Sentí la misma atracción por la cocina y por las masas. Hacer pan es un proceso mágico que es comparable con pocas cosas. Al principio haces masas duras y de resultados complejos. Pero como lo has hecho tú, le pones mantequilla y te lo comes. Siempre te lo comes. O por lo menos lo pruebas. Y haces balance, para ver qué ha podido fallar. Qué tendrás que cambiar o a qué tendrás que prestarle más atención. Juntar harina, agua, sal y fermento químico de panadero o masa madre casera. Tener la paciencia suficiente para amasar y dejar la masa estar. También entra en juego la fuerza de voluntad. Unir el agua y la harina y no echar más harina cuando aquella cosa se vuelve pegajosa e inmanejable. Seguir al pie de la letra la receta y mantener esos minutos de total incomodidad, para premiarte luego con un pan lleno de alveolos y sabor. No es fácil sostener ese momento, pero te forja para la vida, así te lo digo. Otro momento incómodo con la harina es cuando haces unos bollos, tienes una masa manejable y brillante y la receta te dice que le pongas la mantequilla. Pasados dos minutos, aquella masa preciosa parece un vómito que se pega a todas partes y que te da la sensación de que no va a remontar. Pero remonta. Y si la dejas tranquila, te va a dar unos bollos deliciosos.
Con el tiempo me he dado cuenta de que lo que me maravilla de todos estos procesos es hacer cosas con mis manos. Cuando se fabrica algo, uno pone mucho más que su tiempo. Primero surge la idea del resultado final que tienes en mente. Pones en marcha tus conocimientos. Preguntas, lees, investigas. Y de ahí, cuando te sientes con confianza, entras en acción. Si la cosa se desmadra, como suele pasar con las harinas, tu cabeza se llena de pensamientos intrusivos que se resumen en: ¿quién me mandaría? Y finalmente te enfrentas al resultado y a todos los juicios que sobre él te invaden.

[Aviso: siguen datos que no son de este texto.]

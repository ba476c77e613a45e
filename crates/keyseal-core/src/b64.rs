//! Serde helpers for base64url-encoded binary fields.
//!
//! Key material and envelope bytes cross serialization boundaries as
//! URL-safe base64 without padding.

/// `#[serde(with = "...")]` module for `Vec<u8>` fields.
pub mod vec {
    use base64::{Engine, engine::general_purpose::URL_SAFE_NO_PAD};
    use serde::{Deserialize, Deserializer, Serializer, de::Error};

    pub fn serialize<S: Serializer>(bytes: &[u8], serializer: S) -> Result<S::Ok, S::Error> {
        serializer.serialize_str(&URL_SAFE_NO_PAD.encode(bytes))
    }

    pub fn deserialize<'de, D: Deserializer<'de>>(deserializer: D) -> Result<Vec<u8>, D::Error> {
        let encoded = String::deserialize(deserializer)?;
        URL_SAFE_NO_PAD.decode(&encoded).map_err(D::Error::custom)
    }
}

/// `#[serde(with = "...")]` module for fixed-size byte arrays.
pub mod array {
    use base64::{Engine, engine::general_purpose::URL_SAFE_NO_PAD};
    use serde::{Deserialize, Deserializer, Serializer, de::Error};

    pub fn serialize<S: Serializer, const N: usize>(
        bytes: &[u8; N],
        serializer: S,
    ) -> Result<S::Ok, S::Error> {
        serializer.serialize_str(&URL_SAFE_NO_PAD.encode(bytes))
    }

    pub fn deserialize<'de, D: Deserializer<'de>, const N: usize>(
        deserializer: D,
    ) -> Result<[u8; N], D::Error> {
        let encoded = String::deserialize(deserializer)?;
        let bytes = URL_SAFE_NO_PAD.decode(&encoded).map_err(D::Error::custom)?;
        bytes
            .as_slice()
            .try_into()
            .map_err(|_| D::Error::custom(format!("expected {N} bytes, got {}", bytes.len())))
    }
}
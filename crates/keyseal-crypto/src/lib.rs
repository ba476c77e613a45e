//! Keyseal Cryptographic Primitives
//!
//! Building blocks for the Keyseal session protocol. Pure functions with
//! no I/O and no clock; where randomness matters for determinism (envelope
//! nonces), callers provide it.
//!
//! # Key Lifecycle
//!
//! A client and server each hold an X25519 key pair. Their ECDH shared
//! secret is expanded with HKDF-SHA256 into two independent 32-byte keys:
//! one for encryption, one for authentication. Those keys seal and open
//! message envelopes until the session's ratchet replaces them wholesale.
//!
//! ```text
//! X25519 ECDH Shared Secret
//!        │
//!        ▼
//! HKDF-SHA256 → encryption key ‖ MAC key
//!        │
//!        ▼
//! XChaCha20-Poly1305 + HMAC-SHA256 → sealed envelope
//! ```
//!
//! # Security
//!
//! - Encrypt-then-authenticate: the outer HMAC binds the sequence number,
//!   nonce, and ciphertext, and is verified in constant time before any
//!   decryption is attempted
//! - Derived keys are bound to a protocol revision string; a revision bump
//!   invalidates cross-version key reuse
//! - Private keys, shared secrets, and derived keys are zeroized on drop

#![forbid(unsafe_code)]
#![deny(missing_docs)]

pub mod derivation;
pub mod envelope;
pub mod error;
pub mod keys;

pub use derivation::{DerivedKeys, derive_session_keys, derive_shared_keys};
pub use envelope::{NONCE_SIZE, SealedPayload, TAG_SIZE, open, seal};
pub use error::CryptoError;
pub use keys::{KEY_SIZE, KeyPair, PublicKey, decode_public_key, encode_public_key};
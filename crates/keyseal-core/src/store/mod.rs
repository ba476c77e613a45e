//! Session persistence abstraction.
//!
//! Trait-based abstraction over session storage with two backends: an
//! in-memory map for single-process deployments and a durable redb store
//! whose counter and watermark operations are transactional, so multiple
//! server processes sharing the database stay correct under concurrency.
//!
//! The trait is synchronous (no async) to keep protocol logic free of a
//! runtime dependency; async callers wrap operations as needed.

mod memory;
mod redb;

use thiserror::Error;
use uuid::Uuid;

pub use self::{memory::MemorySessionStore, redb::RedbSessionStore};
use crate::session::Session;

/// Errors from session storage operations.
#[derive(Error, Debug, Clone, PartialEq, Eq)]
pub enum StoreError {
    /// The session is absent or expired. The caller must re-handshake.
    #[error("session not found")]
    SessionNotFound,

    /// A compare-and-swap on the replay watermark lost: the sequence
    /// number is not greater than the stored watermark.
    #[error("sequence {seq} not greater than watermark {watermark}")]
    ReplayConflict {
        /// Sequence number that was offered.
        seq: u64,
        /// Watermark already persisted.
        watermark: u64,
    },

    /// Underlying storage access failed. May be transient.
    #[error("storage I/O error: {0}")]
    Io(String),

    /// A stored record could not be encoded or decoded.
    #[error("serialization error: {0}")]
    Serialization(String),
}

/// Storage abstraction owning session lifetime.
///
/// Must be `Clone` (handed to multiple protocol entry points), `Send +
/// Sync` (thread-safe), and synchronous. Implementations share internal
/// state via `Arc`, so clones observe the same sessions.
///
/// Expiry is the store's responsibility: an expired session reads as
/// absent everywhere, and no operation ever exposes a partially-populated
/// record.
pub trait SessionStore: Clone + Send + Sync + 'static {
    /// Load a session snapshot.
    ///
    /// Returns `None` for unknown or expired sessions; expired records are
    /// evicted lazily. Backends with a separate counter key re-sync
    /// `request_count` so the snapshot carries the latest cross-process
    /// count even when the record itself is stale.
    fn get(&self, id: &Uuid) -> Result<Option<Session>, StoreError>;

    /// Insert or replace a session, refreshing its TTL.
    ///
    /// An existing request counter and replay watermark survive the write;
    /// `put` never winds either back.
    fn put(&self, session: &Session) -> Result<(), StoreError>;

    /// Delete a session and its counter. Idempotent.
    fn delete(&self, id: &Uuid) -> Result<(), StoreError>;

    /// Atomically increment the session's request counter.
    ///
    /// Returns the new count. MUST be a true atomic increment, not a
    /// read-modify-write, so concurrent requests for one session across
    /// processes never lose updates.
    ///
    /// # Errors
    ///
    /// Returns [`StoreError::SessionNotFound`] if the session is absent or
    /// expired.
    fn increment_request_count(&self, id: &Uuid) -> Result<u64, StoreError>;

    /// Atomically advance the replay watermark to `seq`.
    ///
    /// Compare-and-swap: succeeds only when `seq` is strictly greater than
    /// the stored `last_seq`. Two concurrent accepts of the same sequence
    /// number cannot both succeed.
    ///
    /// # Errors
    ///
    /// - [`StoreError::SessionNotFound`] if the session is absent/expired
    /// - [`StoreError::ReplayConflict`] if `seq` is not greater than the
    ///   stored watermark
    fn advance_last_seq(&self, id: &Uuid, seq: u64) -> Result<(), StoreError>;
}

Si consigues mantenerte, tener tesón y constancia, vas a poder taparte con tu manta y alimentarte con tu pan.
Proporcionarte a ti misma el confort de una manta es importante, pero haberlo fabricado tu misma con tus manos es lo que realmente le da valor al asunto. Porque en este camino en el que estamos hay un montón de cuestiones que te van a hacer dudar de qué o quién eres. Y cuando llega ese momento, si te estás comiendo tu pan con mantequilla tapada con tu manta, vas a pensar: “ni idea tengo, pero fui capaz de fabricar esto”.